● **WHAT THE TASK REQUIRES**
Return all the lines below, exactly as they read.

(Saved data entries)
────

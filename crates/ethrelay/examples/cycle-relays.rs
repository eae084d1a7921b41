//! Switch every relay on in turn, then all off again.
//!
//! Run against a module (or `ethrelay simulate 127.0.0.1:17494`):
//!   cargo run --example cycle-relays -- 127.0.0.1 [password]

use std::thread;
use std::time::Duration;

use ethrelay::device::ChannelMap;

fn main() -> Result<(), Box<dyn std::error::Error>> {
    let mut args = std::env::args().skip(1);
    let host = args.next().unwrap_or_else(|| "127.0.0.1".to_string());
    let password = args.next();

    let mut client = ethrelay::connect(&host, password.as_deref())?;
    let profile = *client.profile();
    eprintln!("Connected to {} ({} relays)", profile.name, profile.relay_count);

    for n in 1..=profile.relay_count as i64 {
        let relay = client.relay(n)?;
        client.set_single(relay, true, 0, true)?;
        eprintln!("Relay {relay} on");
        thread::sleep(Duration::from_millis(250));
        client.set_single(relay, false, 0, true)?;
    }

    client.set_all(&ChannelMap::new())?;
    eprintln!("All relays off");

    client.disconnect();
    Ok(())
}
//! Opcode framing and channel bit-vector codec for ETH relay modules.
//!
//! Every request is a single opcode byte followed by an optional payload;
//! every response is a fixed number of bytes determined by the opcode.
//! Relay states travel as a 3-byte bit vector, one bit per channel:
//!
//! ```text
//!   byte 0            byte 1            byte 2
//!   b7 .......... b0  b7 .......... b0  b7 .......... b0
//!   ch8  ...   ch1    ch16  ...   ch9   ch24  ...  ch17
//! ```

pub mod channel;
pub mod codec;
pub mod error;
pub mod opcode;

pub use channel::{
    pack_channels, unpack_channels, ChannelBitVector, ChannelMap, RelayIndex, MAX_CHANNELS,
};
pub use codec::{decode_u8, encode_command, Command, ModuleIdentity, Pulse};
pub use error::{FrameError, Result};
pub use opcode::{
    is_handshake, opcode_name, GET_MODULE_INFO, GET_RELAY_STATE, GET_UNLOCK_TIME, LOG_OUT, SEND_PASSWORD,
    SET_RELAY_OFF, SET_RELAY_ON, SET_RELAY_STATE,
};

────

● **EXERCISE RESULT**
filename crates/ethrelay/examples/cycle-relays.rs
repository eae084d1a7921b41
//! Switch every relay on in turn, then all off again.
//!
//! Run against a module (or `ethrelay simulate 127.0.0.1:17494`):
//!   cargo run --example cycle-relays -- 127.0.0.1 [password]

use std::thread;
use std::time::Duration;

use ethrelay::device::ChannelMap;

fn main() -> Result<(), Box<dyn std::error::Error>> {
    let mut args = std::env::args().skip(1);
    let host = args.next().unwrap_or_else(|| "127.0.0.1".to_string());
    let password = args.next();

    let mut client = ethrelay::connect(&host, password.as_deref())?;
    let profile = *client.profile();
    eprintln!("Connected to {} ({} relays)", profile.name, profile.relay_count);

    for n in 1..=profile.relay_count as i64 {
        let relay = client.relay(n)?;
        client.set_single(relay, true, 0, true)?;
        eprintln!("Relay {relay} on");
        thread::sleep(Duration::from_millis(250));
        client.set_single(relay, false, 0, true)?;
    }

    client.set_all(&ChannelMap::new())?;
    eprintln!("All relays off");

    client.disconnect();
    Ok(())
}
//! Opcode framing and channel bit-vector codec for ETH relay modules.
//!
//! Every request is a single opcode byte followed by an optional payload;
//! every response is a fixed number of bytes determined by the opcode.
//! Relay states travel as a 3-byte bit vector, one bit per channel:
//!
//! ```text
//!   byte 0            byte 1            byte 2
//!   b7 .......... b0  b7 .......... b0  b7 .......... b0
//!   ch8  ...   ch1    ch16  ...   ch9   ch24  ...  ch17
//! ```

pub mod channel;
pub mod codec;
pub mod error;
pub mod opcode;

pub use channel::{
    pack_channels, unpack_channels, ChannelBitVector, ChannelMap, RelayIndex, MAX_CHANNELS,
};
pub use codec::{decode_u8, encode_command, Command, ModuleIdentity, Pulse};
pub use error::{FrameError, Result};
pub use opcode::{
    is_handshake, opcode_name, GET_MODULE_INFO, GET_RELAY_STATE, GET_UNLOCK_TIME, LOG_OUT, SEND_PASSWORD,
    SET_RELAY_OFF, SET_RELAY_ON, SET_RELAY_STATE,
};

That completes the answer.